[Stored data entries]
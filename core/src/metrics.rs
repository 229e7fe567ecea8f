use once_cell::sync::Lazy;
use prometheus::{Encoder, IntCounterVec, Opts, Registry, TextEncoder};

/// Tellere for frame-pipelinen. Alle er merket med aktivitet.
pub struct Metrics {
    pub registry: Registry,
    pub frames_processed_total: IntCounterVec,
    pub frames_skipped_total: IntCounterVec,
    pub events_emitted_total: IntCounterVec,
    pub sessions_started_total: IntCounterVec,
    pub sessions_completed_total: IntCounterVec,
}

fn counter(registry: &Registry, name: &str, help: &str, labels: &[&str]) -> prometheus::Result<IntCounterVec> {
    let c = IntCounterVec::new(Opts::new(name, help).namespace("repsense"), labels)?;
    registry.register(Box::new(c.clone()))?;
    Ok(c)
}

impl Metrics {
    pub fn new() -> prometheus::Result<Self> {
        let registry = Registry::new();
        Ok(Self {
            frames_processed_total: counter(&registry, "frames_processed_total", "Frames analysert", &["activity"])?,
            frames_skipped_total: counter(
                &registry,
                "frames_skipped_total",
                "Frames hoppet over for kanalen",
                &["activity", "reason"],
            )?,
            events_emitted_total: counter(&registry, "events_emitted_total", "Hendelser sendt ut", &["activity"])?,
            sessions_started_total: counter(&registry, "sessions_started_total", "Økter startet", &["activity"])?,
            sessions_completed_total: counter(
                &registry,
                "sessions_completed_total",
                "Økter avsluttet og oppsummert",
                &["activity"],
            )?,
            registry,
        })
    }

    /// Tekstformat (Prometheus exposition) for alle tellere.
    pub fn gather_text(&self) -> String {
        let mut buf = Vec::new();
        let families = self.registry.gather();
        if let Err(e) = TextEncoder::new().encode(&families, &mut buf) {
            log::warn!("metrics: encode feilet: {e}");
            return String::new();
        }
        String::from_utf8(buf).unwrap_or_default()
    }
}

static GLOBAL: Lazy<Metrics> = Lazy::new(|| Metrics::new().expect("metrics-registry kunne ikke bygges"));

/// Prosess-global instans (tellere er atomiske; ingen deling av økt-tilstand).
pub fn global() -> &'static Metrics {
    &GLOBAL
}

pub fn gather_text() -> String {
    global().gather_text()
}
use std::path::Path;

use anyhow::{Context, Result};
use serde::Deserialize;

use crate::analyze_session::{analyze_session, AnalyzeInputs, AnalyzeOutputs};
use crate::session::SessionReport;
use crate::storage::load_config;
use crate::summary::SummaryRecord;
use crate::types::{Activity, Frame};

// Replay-fil: enten en ren liste med frames, eller et objekt med frames + fps
#[derive(Deserialize)]
#[serde(untagged)]
enum ReplayFile {
    Frames(Vec<Frame>),
    Object {
        frames: Vec<Frame>,
        #[serde(default, alias = "fps")]
        sample_rate_hz: Option<f64>,
    },
}

/// Spill av en innspilt frame-fil gjennom én økt.
pub fn run_replay(path: &Path, activity: &str, config_path: Option<&Path>) -> Result<AnalyzeOutputs> {
    let activity: Activity = activity.parse()?;
    let config = match config_path {
        Some(p) => load_config(p).with_context(|| format!("kunne ikke lese konfig {}", p.display()))?,
        None => Default::default(),
    };

    let raw = std::fs::read_to_string(path)
        .with_context(|| format!("kunne ikke lese {}", path.display()))?;
    let (frames, rate) = match serde_json::from_str::<ReplayFile>(&raw)
        .with_context(|| format!("ugyldig frame-fil {}", path.display()))?
    {
        ReplayFile::Frames(f) => (f, None),
        ReplayFile::Object { frames, sample_rate_hz } => (frames, sample_rate_hz),
    };

    let out = analyze_session(AnalyzeInputs {
        activity,
        sample_rate_hz: rate.unwrap_or(30.0),
        frames: &frames,
        config: &config,
    })?;
    Ok(out)
}

pub fn print_session_report(report: &SessionReport) {
    println!("--- Session Report ---");
    println!("Økt: {} ({})", report.session_id, report.activity);
    println!(
        "Frames: {} ({} hoppet over)",
        report.frames_seen, report.frames_skipped
    );
    for line in summary_lines(&report.summary) {
        println!("{line}");
    }
}

/// Menneskelesbare linjer for sammendraget.
pub fn summary_lines(summary: &SummaryRecord) -> Vec<String> {
    match summary {
        SummaryRecord::Pushup(s) => vec![
            format!("Reps: {} (gode {}, dårlige {})", s.count, s.good_reps, s.bad_reps),
            format!("Snitt min albuevinkel: {:.1}°", s.avg_min_elbow_angle),
            format!("Snitt dipp: {:.2}s", s.avg_dip_duration),
        ],
        SummaryRecord::Pullup(s) => vec![
            format!("Reps: {}", s.count),
            format!("Snitt varighet: {:.2}s", s.avg_dip_duration),
        ],
        SummaryRecord::Situp(s) => vec![
            format!("Reps: {}", s.count),
            format!("Snitt vinkelutslag: {:.1}°", s.avg_angle_change),
        ],
        SummaryRecord::VerticalJump(s) => vec![
            format!("Hopp: {}", s.count),
            format!("Maks høyde: {:.1} cm", s.max_height_cm),
            format!("Snitt tid i lufta: {:.2}s", s.avg_air_time),
        ],
        SummaryRecord::ShuttleRun(s) => vec![
            format!("Runder: {}", s.runs),
            format!("Distanse: {:.2} m", s.distance_m),
        ],
        SummaryRecord::SitAndReach(s) => vec![
            format!("Maks reach: {:.1} cm", s.max_reach_cm),
            format!("Ved t={:.2}s", s.time_of_max),
        ],
    }
}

▶ _Your assignment_:
From the entries, count the lines that hold the string "labels". Nothing but the number is needed.

▶ _Task response_:
2